In this case, 80% of the images in every scene class were randomly selected as training samples. The other parameters of the relation construction and scene sematic category understanding were the same as in the USGS dataset.
Table 3 lists the accuracies of the different methods.
In
Table 3, it can be seen that the performance is different from the USGS dataset. Here, MOSCRF acquires the best accuracy, 80.63%, which is at least 3% higher than the other methods. Comparing CNN to MOSCRF explains that MOSCRF is more suitable when lacking training samples, while comparing FK or LDA to MOSCRF reflects that ground object information is useful to scene classification. That is, the relations of objects are helpful in scene understanding.

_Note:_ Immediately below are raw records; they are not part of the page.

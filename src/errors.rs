use axum::{
    extract::rejection::JsonRejection,
    response::{IntoResponse, Response},
    http::StatusCode,
    Json
};
use thiserror::Error;
use tracing::error;

use crate::models::cost::CostError;
use crate::models::UpgradeError;

/// Message sent to clients for every internal failure
const INTERNAL_ERROR_MESSAGE: &str = "Internal server error";

#[derive(Error, Debug)]
pub enum ApiError {
    #[error("Database error: {0}")]
    Database(#[from] anyhow::Error),
    #[error("Stored cost is invalid: {0}")]
    InvalidStoredCost(#[from] CostError),
    #[error("{0}")]
    NotFound(&'static str),
    #[error("Invalid ID format")]
    InvalidId,
    #[error("{0}")]
    MissingFields(&'static str),
    #[error("Insufficient signupCoin to upgrade restraint")]
    InsufficientBalance,
    #[error("Restraint is already at the maximum level")]
    MaxLevel,
    #[error("Invalid request body: {0}")]
    InvalidBody(String),
}

impl From<UpgradeError> for ApiError {
    fn from(err: UpgradeError) -> Self {
        match err {
            UpgradeError::Cost(err) => ApiError::InvalidStoredCost(err),
            UpgradeError::MaxLevel => ApiError::MaxLevel,
        }
    }
}

impl From<JsonRejection> for ApiError {
    fn from(rejection: JsonRejection) -> Self {
        ApiError::InvalidBody(rejection.body_text())
    }
}

impl IntoResponse for ApiError {
    fn into_response(self) -> Response {
        let (status, message) = match self {
            ApiError::Database(_) | ApiError::InvalidStoredCost(_) => {
                error!("{}", self);
                (StatusCode::INTERNAL_SERVER_ERROR, INTERNAL_ERROR_MESSAGE.to_string())
            }
            ApiError::NotFound(msg) => (StatusCode::NOT_FOUND, msg.to_string()),
            ApiError::InvalidId => (StatusCode::BAD_REQUEST, self.to_string()),
            ApiError::MissingFields(msg) => (StatusCode::BAD_REQUEST, msg.to_string()),
            ApiError::InsufficientBalance | ApiError::MaxLevel | ApiError::InvalidBody(_) => {
                (StatusCode::BAD_REQUEST, self.to_string())
            }
        };

        let body = Json(serde_json::json!({
            "error": message
        }));

        (status, body).into_response()
    }
}
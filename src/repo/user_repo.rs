use crate::db::{DbPool, ExecuteWithRetry};
use crate::models::User;
use crate::schema::users;
use diesel::prelude::*;
use anyhow::{Result, anyhow};
use tracing::{instrument, debug, info};

/// Creates a new user in the database
///
/// ### Arguments
///
/// * `pool` - A reference to the database connection pool
/// * `signup_coin` - The user's starting balance
/// * `coins_per_minute` - The user's starting passive income rate
///
/// ### Returns
///
/// A Result containing the newly created User if successful
///
/// ### Errors
///
/// Returns an error if:
/// - Unable to get a connection from the pool
/// - The database insert operation fails
#[instrument(skip(pool))]
pub async fn create_user(pool: &DbPool, signup_coin: f64, coins_per_minute: f64) -> Result<User> {
    debug!("Creating new user");

    let conn = &mut pool.get()?;

    let new_user = User::new(signup_coin, coins_per_minute);

    diesel::insert_into(users::table)
        .values(new_user.clone())
        .execute_with_retry(conn).await?;

    info!("Successfully created user with id: {}", new_user.get_id());

    Ok(new_user)
}


/// Retrieves a user from the database by its ID
///
/// ### Returns
///
/// A Result containing an Option with the User if found, or None if not found
#[instrument(skip(pool), fields(user_id = %id))]
pub fn get_user(pool: &DbPool, id: &str) -> Result<Option<User>> {
    debug!("Retrieving user");

    let conn = &mut pool.get()?;

    let result = users::table
        .find(id)
        .select(User::as_select())
        .first::<User>(conn)
        .optional()?;

    if result.is_some() {
        debug!("User found");
    } else {
        debug!("User not found");
    }

    Ok(result)
}


/// Overwrites a user's passive income rate
///
/// ### Arguments
///
/// * `pool` - A reference to the database connection pool
/// * `id` - The ID of the user to update
/// * `coins_per_minute` - The new rate
///
/// ### Errors
///
/// Returns an error if:
/// - Unable to get a connection from the pool
/// - The database update fails
/// - No user with that ID exists
#[instrument(skip(pool), fields(user_id = %id))]
pub async fn set_coins_per_minute(pool: &DbPool, id: &str, coins_per_minute: f64) -> Result<()> {
    debug!("Setting coins per minute");

    let conn = &mut pool.get()?;

    let updated = diesel::update(users::table.find(id.to_string()))
        .set(users::coins_per_minute.eq(coins_per_minute))
        .execute_with_retry(conn).await?;

    if updated == 0 {
        return Err(anyhow!("User with id {} not found", id));
    }

    info!("Set coins per minute to {}", coins_per_minute);

    Ok(())
}


/// Writes a user's balance and rate back to the database
///
/// ### Returns
///
/// A Result containing the user as stored
///
/// ### Errors
///
/// Returns an error if:
/// - Unable to get a connection from the pool
/// - The database update fails
/// - No user with that ID exists
#[instrument(skip(pool, user), fields(user_id = %user.get_id()))]
pub async fn save_user(pool: &DbPool, user: &User) -> Result<User> {
    debug!("Saving user");

    let mut conn = pool.get()?;

    let updated = diesel::update(users::table.find(user.get_id()))
        .set((
            users::signup_coin.eq(user.get_signup_coin()),
            users::coins_per_minute.eq(user.get_coins_per_minute()),
        ))
        .execute_with_retry(&mut conn).await?;

    if updated == 0 {
        return Err(anyhow!("User with id {} not found", user.get_id()));
    }

    drop(conn);

    let saved = get_user(pool, &user.get_id())?
        .ok_or_else(|| anyhow!("User with id {} not found after save", user.get_id()))?;

    debug!("Saved user with balance {}", saved.get_signup_coin());

    Ok(saved)
}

Both co-occurrence relations and positions relations are essential in scene understanding, according to the result that MOSCRF is 7% higher than frequency vector and FH2. In
Table 4, all classifiers are usable, while SVM is the best, followed by RF. NB is the worst and is nearly 20% lower than SVM.

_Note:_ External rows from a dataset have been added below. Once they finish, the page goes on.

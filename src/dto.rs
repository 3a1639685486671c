use serde::{Deserialize, Deserializer, Serialize};

use crate::models::Restraint;

/// Data transfer object for creating a new restraint
///
/// Every field is optional in the request body; missing fields take their
/// default value.
#[derive(Serialize, Deserialize, Debug, Default, Clone, PartialEq)]
#[serde(default, rename_all = "camelCase")]
pub struct CreateRestraintDto {
    /// The player the restraint belongs to
    pub user_id: Option<String>,

    pub name: String,

    /// The starting level
    pub level: i32,

    /// The cost in `"<number>k"` form
    pub cost: String,

    /// Coins per minute the restraint contributes
    pub coin_min: f64,

    pub icon: String,

    pub quote: String,
}

impl CreateRestraintDto {
    /// Builds the restraint this payload describes
    pub fn into_restraint(self) -> Restraint {
        Restraint::new(
            self.user_id,
            self.name,
            self.level,
            self.cost,
            self.coin_min,
            self.icon,
            self.quote,
        )
    }
}

/// Data transfer object for adding to a user's coins-per-minute rate
///
/// Both fields are required; they are optional here so that the handler can
/// answer a missing field with its own error.
#[derive(Serialize, Deserialize, Debug, Default, Clone, PartialEq)]
#[serde(default, rename_all = "camelCase")]
pub struct UpdateCoinsPerMinuteDto {
    pub user_id: Option<String>,

    /// The amount to add to the current rate
    ///
    /// `None` when the field is absent, `Some(None)` for an explicit `null`,
    /// which adds nothing.
    #[serde(deserialize_with = "deserialize_present", skip_serializing_if = "Option::is_none")]
    pub coin_min: Option<Option<f64>>,
}

/// Marks a field that is present in the body, even when its value is `null`
fn deserialize_present<'de, D, T>(deserializer: D) -> Result<Option<T>, D::Error>
where
    D: Deserializer<'de>,
    T: Deserialize<'de>,
{
    T::deserialize(deserializer).map(Some)
}

/// Data transfer object for creating a new user
#[derive(Serialize, Deserialize, Debug, Default, Clone, PartialEq)]
#[serde(default, rename_all = "camelCase")]
pub struct CreateUserDto {
    /// Starting balance
    pub signup_coin: f64,

    /// Starting passive income rate
    pub coins_per_minute: f64,
}

/// A plain confirmation message
#[derive(Serialize, Deserialize, Debug, Clone, PartialEq, Eq)]
pub struct MessageDto {
    pub message: String,
}

impl MessageDto {
    pub fn new(message: impl Into<String>) -> Self {
        Self { message: message.into() }
    }
}
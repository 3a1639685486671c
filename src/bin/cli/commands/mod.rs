pub mod restraint;
pub mod user;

According to the confusion matrix in
Figure 15a, MOSCRF performs the best in distinguishing dense building, vegetation and water because of their regular distribution and relatively pure objects. Meanwhile, the idle and industrial scene classes are difficult to distinguish because of the vague and similar spatial configurations of their internal components: roads, buildings, and soil.

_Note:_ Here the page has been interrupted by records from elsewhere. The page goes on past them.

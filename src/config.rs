use std::fs;
use std::net::{IpAddr, Ipv4Addr, SocketAddr};
use std::path::PathBuf;
use serde::{Deserialize, Serialize};
use directories::ProjectDirs;
use clap::Parser;
use thiserror::Error;
use tracing::{info, warn};

/// Name of the configuration file inside the config directory
pub const CONFIG_FILE_NAME: &str = "config.toml";

/// Port the server listens on unless configured otherwise
pub const DEFAULT_PORT: u16 = 3000;

/// Configuration for the Coinmill server
#[derive(Debug, Clone, PartialEq, Serialize, Deserialize)]
pub struct Config {
    /// URL for the database connection
    pub database_url: String,
    /// Address to bind the HTTP server to
    pub host: IpAddr,
    /// Port to bind the HTTP server to
    pub port: u16,
    /// Directory for JSON log files; file logging is off when unset
    pub log_dir: Option<PathBuf>,
}

/// Update structure for Config with all fields optional
#[derive(Debug, Clone, PartialEq, Serialize, Deserialize, Default)]
pub struct ConfigUpdate {
    #[serde(default)]
    pub database_url: Option<String>,
    #[serde(default)]
    pub host: Option<IpAddr>,
    #[serde(default)]
    pub port: Option<u16>,
    #[serde(default)]
    pub log_dir: Option<PathBuf>,
    /// Server URL used by `coinmill-cli`; ignored by the server
    #[serde(default)]
    pub server_url: Option<String>,
}

#[derive(Error, Debug)]
pub enum ConfigError {
    #[error("Failed to read config file: {0}")]
    Read(#[from] std::io::Error),
    #[error("Failed to parse config file: {0}")]
    Parse(#[from] toml::de::Error),
}

/// Command line arguments for the server
#[derive(Parser, Debug, Default)]
#[clap(name = "coinmill", about = "Restraint upgrades and passive income for an idle game")]
pub struct CliArgs {
    /// Database URL
    #[clap(long, env = "DATABASE_URL")]
    pub database_url: Option<String>,

    /// Address to listen on
    #[clap(long, env = "COINMILL_HOST")]
    pub host: Option<IpAddr>,

    /// Port to listen on
    #[clap(long, env = "COINMILL_PORT")]
    pub port: Option<u16>,

    /// Directory for JSON log files
    #[clap(long, env = "COINMILL_LOG_DIR")]
    pub log_dir: Option<PathBuf>,

    /// Debug mode
    #[clap(long, env = "COINMILL_DEBUG", default_value_t = false)]
    pub debug: bool,
}

impl Config {
    /// Applies a config update to the current configuration
    pub fn apply_update(self, update: ConfigUpdate) -> Self {
        Self {
            database_url: update.database_url.unwrap_or(self.database_url),
            host: update.host.unwrap_or(self.host),
            port: update.port.unwrap_or(self.port),
            log_dir: update.log_dir.or(self.log_dir),
        }
    }

    /// The socket address the server binds to
    pub fn listen_addr(&self) -> SocketAddr {
        SocketAddr::new(self.host, self.port)
    }
}

/// Returns the base (default) configuration
///
/// With a config directory, the database file lives next to the config file;
/// otherwise it is created in the working directory.
pub fn base_config(config_dir: Option<PathBuf>) -> Config {
    let database_url = config_dir.map_or("coinmill.db".to_string(), |path| {
        path.join("coinmill.db").to_string_lossy().to_string()
    });

    Config {
        database_url,
        host: IpAddr::V4(Ipv4Addr::LOCALHOST),
        port: DEFAULT_PORT,
        log_dir: None,
    }
}

/// Returns the platform config directory for Coinmill, if it can be determined
pub fn get_config_dir_path() -> Option<PathBuf> {
    match ProjectDirs::from("com", "coinmill", "coinmill") {
        Some(proj_dirs) => Some(proj_dirs.config_dir().to_path_buf()),
        None => {
            warn!("Could not determine XDG config directory, skipping config file");
            None
        }
    }
}

/// Loads configuration from a TOML file
///
/// A missing path or a file that does not exist yields an empty update.
pub fn config_from_file(config_path: Option<PathBuf>) -> Result<ConfigUpdate, ConfigError> {
    let Some(config_path) = config_path else {
        return Ok(ConfigUpdate::default());
    };

    if !config_path.exists() {
        info!("Config file not found at {:?}, using defaults", config_path);
        return Ok(ConfigUpdate::default());
    }

    let content = fs::read_to_string(&config_path).inspect_err(|e| {
        warn!("Failed to read config file: {}", e);
    })?;

    let update = toml::from_str::<ConfigUpdate>(&content).inspect_err(|e| {
        warn!("Failed to parse config file: {}", e);
    })?;

    info!("Loaded configuration from {:?}", config_path);

    Ok(update)
}

/// Loads configuration from command line arguments
pub fn config_from_args(args: &CliArgs) -> ConfigUpdate {
    ConfigUpdate {
        database_url: args.database_url.clone(),
        host: args.host,
        port: args.port,
        log_dir: args.log_dir.clone(),
        server_url: None,
    }
}

/// Gets the complete configuration by combining defaults with
/// values from config file, environment variables, and command line arguments
/// in order of increasing precedence
pub fn get_config(args: &CliArgs) -> Config {
    let config_dir = get_config_dir_path().and_then(|path| {
        if path.exists() {
            Some(path)
        } else {
            info!("Config path not found at {:?}, using defaults", path);
            None
        }
    });

    let base = base_config(config_dir.clone());
    let file_update = config_from_file(config_dir.map(|dir| dir.join(CONFIG_FILE_NAME)))
        .unwrap_or_default();

    // Apply updates in order of increasing precedence
    let config = base
        .apply_update(file_update)
        .apply_update(config_from_args(args));

    info!(
        "Final configuration: database_url={}, listen={}, log_dir={:?}",
        config.database_url,
        config.listen_addr(),
        config.log_dir
    );

    config
}
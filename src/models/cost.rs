//! Thousand-suffixed cost strings such as `"3k"`.
//!
//! Restraint costs are stored the way the game client displays them. Parsing
//! strips a single `k`/`K` suffix and scales by [`COST_UNIT`]; a value without
//! the suffix is still read as thousands.

use thiserror::Error;

/// The multiplier a `k` suffix stands for
pub const COST_UNIT: f64 = 1000.0;

#[derive(Error, Debug, Clone, PartialEq, Eq)]
pub enum CostError {
    #[error("Cost is empty")]
    Empty,
    #[error("Cost is not a number: {0:?}")]
    NotANumber(String),
}

/// Parses a cost string into its numeric value
///
/// ### Examples
///
/// `"3k"` and `"3K"` both parse to `3000.0`, `"1.5k"` to `1500.0`.
///
/// ### Errors
///
/// Returns [`CostError`] when nothing numeric is left after removing the suffix,
/// or when the number is not finite.
pub fn parse_cost(raw: &str) -> Result<f64, CostError> {
    let trimmed = raw.trim();
    let digits = trimmed
        .strip_suffix('k')
        .or_else(|| trimmed.strip_suffix('K'))
        .unwrap_or(trimmed)
        .trim();

    if digits.is_empty() {
        return Err(CostError::Empty);
    }

    match digits.parse::<f64>() {
        Ok(value) if value.is_finite() => Ok(value * COST_UNIT),
        _ => Err(CostError::NotANumber(raw.to_string())),
    }
}

/// Formats a numeric cost back into its `k`-suffixed form
pub fn format_cost(value: f64) -> String {
    format!("{}k", value / COST_UNIT)
}


#[cfg(test)]
mod tests {
    use super::*;

    #[test]
    fn test_parse_cost() {
        assert_eq!(parse_cost("3k"), Ok(3000.0));
        assert_eq!(parse_cost("3K"), Ok(3000.0));
        assert_eq!(parse_cost("1.5k"), Ok(1500.0));
        assert_eq!(parse_cost(" 12k "), Ok(12000.0));
    }

    #[test]
    fn test_parse_cost_without_suffix_is_thousands() {
        assert_eq!(parse_cost("3"), Ok(3000.0));
    }

    #[test]
    fn test_parse_cost_errors() {
        assert_eq!(parse_cost(""), Err(CostError::Empty));
        assert_eq!(parse_cost("k"), Err(CostError::Empty));
        assert_eq!(parse_cost("abck"), Err(CostError::NotANumber("abck".to_string())));
        assert_eq!(parse_cost("infk"), Err(CostError::NotANumber("infk".to_string())));
        assert_eq!(parse_cost("NaN"), Err(CostError::NotANumber("NaN".to_string())));
    }

    #[test]
    fn test_format_cost() {
        assert_eq!(format_cost(6000.0), "6k");
        assert_eq!(format_cost(3000.0), "3k");
        assert_eq!(format_cost(1500.0), "1.5k");
        assert_eq!(format_cost(0.0), "0k");
    }
}
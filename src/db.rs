use std::time::Duration;

use diesel::connection::SimpleConnection;
use diesel::prelude::*;
use diesel::query_dsl::methods::ExecuteDsl;
use diesel::r2d2::{ConnectionManager, CustomizeConnection, Pool};
use diesel::result::Error as DieselError;
use diesel::sqlite::SqliteConnection;
use tracing::warn;

pub type DbPool = Pool<ConnectionManager<SqliteConnection>>;

/// How many times a write is retried when SQLite reports the database as busy
const MAX_RETRIES: u32 = 5;

/// Delay before the first retry; later retries wait proportionally longer
const RETRY_BASE_DELAY: Duration = Duration::from_millis(25);

/// Per-connection SQLite settings applied whenever the pool hands out a connection
#[derive(Debug, Clone, Copy)]
struct ConnectionOptions {
    busy_timeout: Duration,
}

impl CustomizeConnection<SqliteConnection, diesel::r2d2::Error> for ConnectionOptions {
    fn on_acquire(&self, conn: &mut SqliteConnection) -> Result<(), diesel::r2d2::Error> {
        conn.batch_execute(&format!(
            "PRAGMA foreign_keys = ON; PRAGMA busy_timeout = {};",
            self.busy_timeout.as_millis()
        ))
        .map_err(diesel::r2d2::Error::QueryError)
    }
}

/// Builds the connection pool for the given SQLite database URL
pub fn init_pool(database_url: &str) -> Result<DbPool, r2d2::Error> {
    let manager = ConnectionManager::<SqliteConnection>::new(database_url);
    Pool::builder()
        .connection_customizer(Box::new(ConnectionOptions {
            busy_timeout: Duration::from_secs(5),
        }))
        .build(manager)
}

/// Whether an error is SQLite refusing the write because another writer holds the lock
fn is_busy(err: &DieselError) -> bool {
    match err {
        DieselError::DatabaseError(_, info) => {
            let message = info.message();
            message.contains("locked") || message.contains("busy")
        }
        _ => false,
    }
}

/// Runs a database operation, retrying it while SQLite reports the database as busy
pub async fn retry_on_busy<T, F>(mut op: F) -> QueryResult<T>
where
    F: FnMut() -> QueryResult<T>,
{
    let mut attempt = 0;
    loop {
        match op() {
            Err(err) if is_busy(&err) && attempt < MAX_RETRIES => {
                attempt += 1;
                let delay = RETRY_BASE_DELAY * attempt;
                warn!(attempt, ?delay, "Database busy, retrying: {}", err);
                tokio::time::sleep(delay).await;
            }
            result => return result,
        }
    }
}

/// Executes a write statement with [`retry_on_busy`]
pub trait ExecuteWithRetry {
    async fn execute_with_retry(self, conn: &mut SqliteConnection) -> QueryResult<usize>;
}

impl<Q> ExecuteWithRetry for Q
where
    Q: ExecuteDsl<SqliteConnection> + Clone,
{
    async fn execute_with_retry(self, conn: &mut SqliteConnection) -> QueryResult<usize> {
        retry_on_busy(|| ExecuteDsl::execute(self.clone(), conn)).await
    }
}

Figure 15b shows some of the images that are classified correctly by MOSCRF but incorrectly by frequency vector. It can be seen that MOSCRF is good at recognizing those objects with similar area proportions but different spatial configurations.
In
Figure 12b, we can see that the land-cover types are complex in Hanyang, including three types of buildings, three types of roads, vegetation, water, and soil. The area is still developing and the city planning is incomplete. As a result, the spatial layout of Hanyang is not regular.
6. Conclusions
Although BoVW, topic models, and deep learning algorithms can acquire a relatively high accuracy in scene classification, they do not take the prior knowledge of the objects into consideration. Therefore, they cannot fully understand the components of the images and their relations in the scene. In this paper, to solve this problem, we have proposed scene understanding based on the spatial context relations of multiple objects. The proposed approach consists of three main steps: (1) object-oriented classification based on MAOS + MV; (2) spatial context relations construction consisting of co-occurrence relations construction by the oFK and position relations construction by the MOFH; and (3) scene sematic category understanding by SVM-RBF. The oFK is the extension of the traditional FK based on low-level features in replacing the low-level features with the category information to justify the distribution of the object categories. MOFH extends the F-histogram of pairwise objects into multiple objects to serve the HRSIs and express the spatial layout of the scene. Moreover, the proposed MOFH has the characteristics of invariance to rotation and mirroring. MOSCRF is the framework of scene understanding based on these three steps.
The experimental results not only show that the proposed method performs better with than the traditional methods and classifiers, but it also identifies the internal composition of the scene and the relations of the objects. Therefore, MOSCRF has clear geographical significance in researching the internal patterns of scenes and is very deserving of further study to mine more information and improve the accuracy of scene understanding.